* **Required action**
Transcribe every record in full, keeping it exactly the same.

Stored data:
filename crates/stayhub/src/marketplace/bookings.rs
//! Booking lifecycle rules.
//!
//! ```text
//! pending ──► accepted ──► completed
//!    │            └──────► cancelled
//!    └──────► rejected
//! ```

use chrono::{DateTime, NaiveDate, Utc};

use super::domain::{Booking, BookingStatus};
use super::error::MarketplaceError;

impl BookingStatus {
    pub const fn can_transition_to(self, next: BookingStatus) -> bool {
        matches!(
            (self, next),
            (BookingStatus::Pending, BookingStatus::Accepted)
                | (BookingStatus::Pending, BookingStatus::Rejected)
                | (BookingStatus::Accepted, BookingStatus::Completed)
                | (BookingStatus::Accepted, BookingStatus::Cancelled)
        )
    }

    pub const fn is_terminal(self) -> bool {
        matches!(
            self,
            BookingStatus::Rejected | BookingStatus::Completed | BookingStatus::Cancelled
        )
    }

    /// Statuses an owner may request when deciding on a pending booking.
    pub const fn is_owner_decision(self) -> bool {
        matches!(self, BookingStatus::Accepted | BookingStatus::Rejected)
    }
}

pub(crate) const MOVE_IN_DATE_FORMAT: &str = "%Y-%m-%d";

pub(crate) fn parse_move_in_date(raw: Option<&str>) -> Result<NaiveDate, MarketplaceError> {
    let raw = raw
        .map(str::trim)
        .filter(|value| !value.is_empty())
        .ok_or_else(|| MarketplaceError::InvalidInput("move-in date is required".to_string()))?;

    NaiveDate::parse_from_str(raw, MOVE_IN_DATE_FORMAT).map_err(|err| {
        MarketplaceError::InvalidInput(format!(
            "move-in date '{raw}' must be formatted as YYYY-MM-DD ({err})"
        ))
    })
}

pub(crate) fn ensure_owner_decision(requested: BookingStatus) -> Result<(), MarketplaceError> {
    if requested.is_owner_decision() {
        Ok(())
    } else {
        Err(MarketplaceError::InvalidInput(format!(
            "status must be accepted or rejected (found {})",
            requested.label()
        )))
    }
}

/// Moves `booking` to `next`, refusing anything outside the lifecycle graph.
pub(crate) fn apply_transition(
    booking: &mut Booking,
    next: BookingStatus,
    now: DateTime<Utc>,
) -> Result<(), MarketplaceError> {
    if !booking.status.can_transition_to(next) {
        return Err(MarketplaceError::InvalidState(format!(
            "booking {} is {} and cannot become {}",
            booking.id.0,
            booking.status.label(),
            next.label()
        )));
    }

    booking.status = next;
    booking.updated_at = now;
    Ok(())
}
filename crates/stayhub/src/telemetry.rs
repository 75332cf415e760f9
use crate::config::TelemetryConfig;
use std::fmt;
use tracing_subscriber::filter::ParseError;
use tracing_subscriber::EnvFilter;

#[derive(Debug)]
pub enum TelemetryError {
    EnvFilter { value: String, source: ParseError },
    Subscriber(Box<dyn std::error::Error + Send + Sync>),
}

impl fmt::Display for TelemetryError {
    fn fmt(&self, f: &mut fmt::Formatter<'_>) -> fmt::Result {
        match self {
            TelemetryError::EnvFilter { value, .. } => {
                write!(
                    f,
                    "invalid log level/filter '{}': unable to build EnvFilter",
                    value
                )
            }
            TelemetryError::Subscriber(err) => write!(f, "telemetry error: {err}"),
        }
    }
}

impl std::error::Error for TelemetryError {
    fn source(&self) -> Option<&(dyn std::error::Error + 'static)> {
        match self {
            TelemetryError::EnvFilter { source, .. } => Some(source),
            TelemetryError::Subscriber(err) => Some(&**err),
        }
    }
}

/// Builds the filter from `RUST_LOG`, falling back to the configured level.
pub fn env_filter(config: &TelemetryConfig) -> Result<EnvFilter, TelemetryError> {
    match EnvFilter::try_from_default_env() {
        Ok(filter) => Ok(filter),
        Err(_) => {
            EnvFilter::try_new(&config.log_level).map_err(|source| TelemetryError::EnvFilter {
                value: config.log_level.clone(),
                source,
            })
        }
    }
}

pub fn init(config: &TelemetryConfig) -> Result<(), TelemetryError> {
    let env_filter = env_filter(config)?;

    tracing_subscriber::fmt()
        .with_env_filter(env_filter)
        .with_target(false)
        .compact()
        .with_ansi(false)
        .try_init()
        .map_err(TelemetryError::Subscriber)
}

* **Exercise answer**
filename crates/stayhub/src/marketplace/bookings.rs
//! Booking lifecycle rules.
//!
//! ```text
//! pending ──► accepted ──► completed
//!    │            └──────► cancelled
//!    └──────► rejected
//! ```

use chrono::{DateTime, NaiveDate, Utc};

use super::domain::{Booking, BookingStatus};
use super::error::MarketplaceError;

impl BookingStatus {
    pub const fn can_transition_to(self, next: BookingStatus) -> bool {
        matches!(
            (self, next),
            (BookingStatus::Pending, BookingStatus::Accepted)
                | (BookingStatus::Pending, BookingStatus::Rejected)
                | (BookingStatus::Accepted, BookingStatus::Completed)
                | (BookingStatus::Accepted, BookingStatus::Cancelled)
        )
    }

    pub const fn is_terminal(self) -> bool {
        matches!(
            self,
            BookingStatus::Rejected | BookingStatus::Completed | BookingStatus::Cancelled
        )
    }

    /// Statuses an owner may request when deciding on a pending booking.
    pub const fn is_owner_decision(self) -> bool {
        matches!(self, BookingStatus::Accepted | BookingStatus::Rejected)
    }
}

pub(crate) const MOVE_IN_DATE_FORMAT: &str = "%Y-%m-%d";

pub(crate) fn parse_move_in_date(raw: Option<&str>) -> Result<NaiveDate, MarketplaceError> {
    let raw = raw
        .map(str::trim)
        .filter(|value| !value.is_empty())
        .ok_or_else(|| MarketplaceError::InvalidInput("move-in date is required".to_string()))?;

    NaiveDate::parse_from_str(raw, MOVE_IN_DATE_FORMAT).map_err(|err| {
        MarketplaceError::InvalidInput(format!(
            "move-in date '{raw}' must be formatted as YYYY-MM-DD ({err})"
        ))
    })
}

pub(crate) fn ensure_owner_decision(requested: BookingStatus) -> Result<(), MarketplaceError> {
    if requested.is_owner_decision() {
        Ok(())
    } else {
        Err(MarketplaceError::InvalidInput(format!(
            "status must be accepted or rejected (found {})",
            requested.label()
        )))
    }
}

/// Moves `booking` to `next`, refusing anything outside the lifecycle graph.
pub(crate) fn apply_transition(
    booking: &mut Booking,
    next: BookingStatus,
    now: DateTime<Utc>,
) -> Result<(), MarketplaceError> {
    if !booking.status.can_transition_to(next) {
        return Err(MarketplaceError::InvalidState(format!(
            "booking {} is {} and cannot become {}",
            booking.id.0,
            booking.status.label(),
            next.label()
        )));
    }

    booking.status = next;
    booking.updated_at = now;
    Ok(())
}
filename crates/stayhub/src/telemetry.rs
repository 75332cf415e760f9
use crate::config::TelemetryConfig;
use std::fmt;
use tracing_subscriber::filter::ParseError;
use tracing_subscriber::EnvFilter;

#[derive(Debug)]
pub enum TelemetryError {
    EnvFilter { value: String, source: ParseError },
    Subscriber(Box<dyn std::error::Error + Send + Sync>),
}

impl fmt::Display for TelemetryError {
    fn fmt(&self, f: &mut fmt::Formatter<'_>) -> fmt::Result {
        match self {
            TelemetryError::EnvFilter { value, .. } => {
                write!(
                    f,
                    "invalid log level/filter '{}': unable to build EnvFilter",
                    value
                )
            }
            TelemetryError::Subscriber(err) => write!(f, "telemetry error: {err}"),
        }
    }
}

impl std::error::Error for TelemetryError {
    fn source(&self) -> Option<&(dyn std::error::Error + 'static)> {
        match self {
            TelemetryError::EnvFilter { source, .. } => Some(source),
            TelemetryError::Subscriber(err) => Some(&**err),
        }
    }
}

/// Builds the filter from `RUST_LOG`, falling back to the configured level.
pub fn env_filter(config: &TelemetryConfig) -> Result<EnvFilter, TelemetryError> {
    match EnvFilter::try_from_default_env() {
        Ok(filter) => Ok(filter),
        Err(_) => {
            EnvFilter::try_new(&config.log_level).map_err(|source| TelemetryError::EnvFilter {
                value: config.log_level.clone(),
                source,
            })
        }
    }
}

pub fn init(config: &TelemetryConfig) -> Result<(), TelemetryError> {
    let env_filter = env_filter(config)?;

    tracing_subscriber::fmt()
        .with_env_filter(env_filter)
        .with_target(false)
        .compact()
        .with_ansi(false)
        .try_init()
        .map_err(TelemetryError::Subscriber)
}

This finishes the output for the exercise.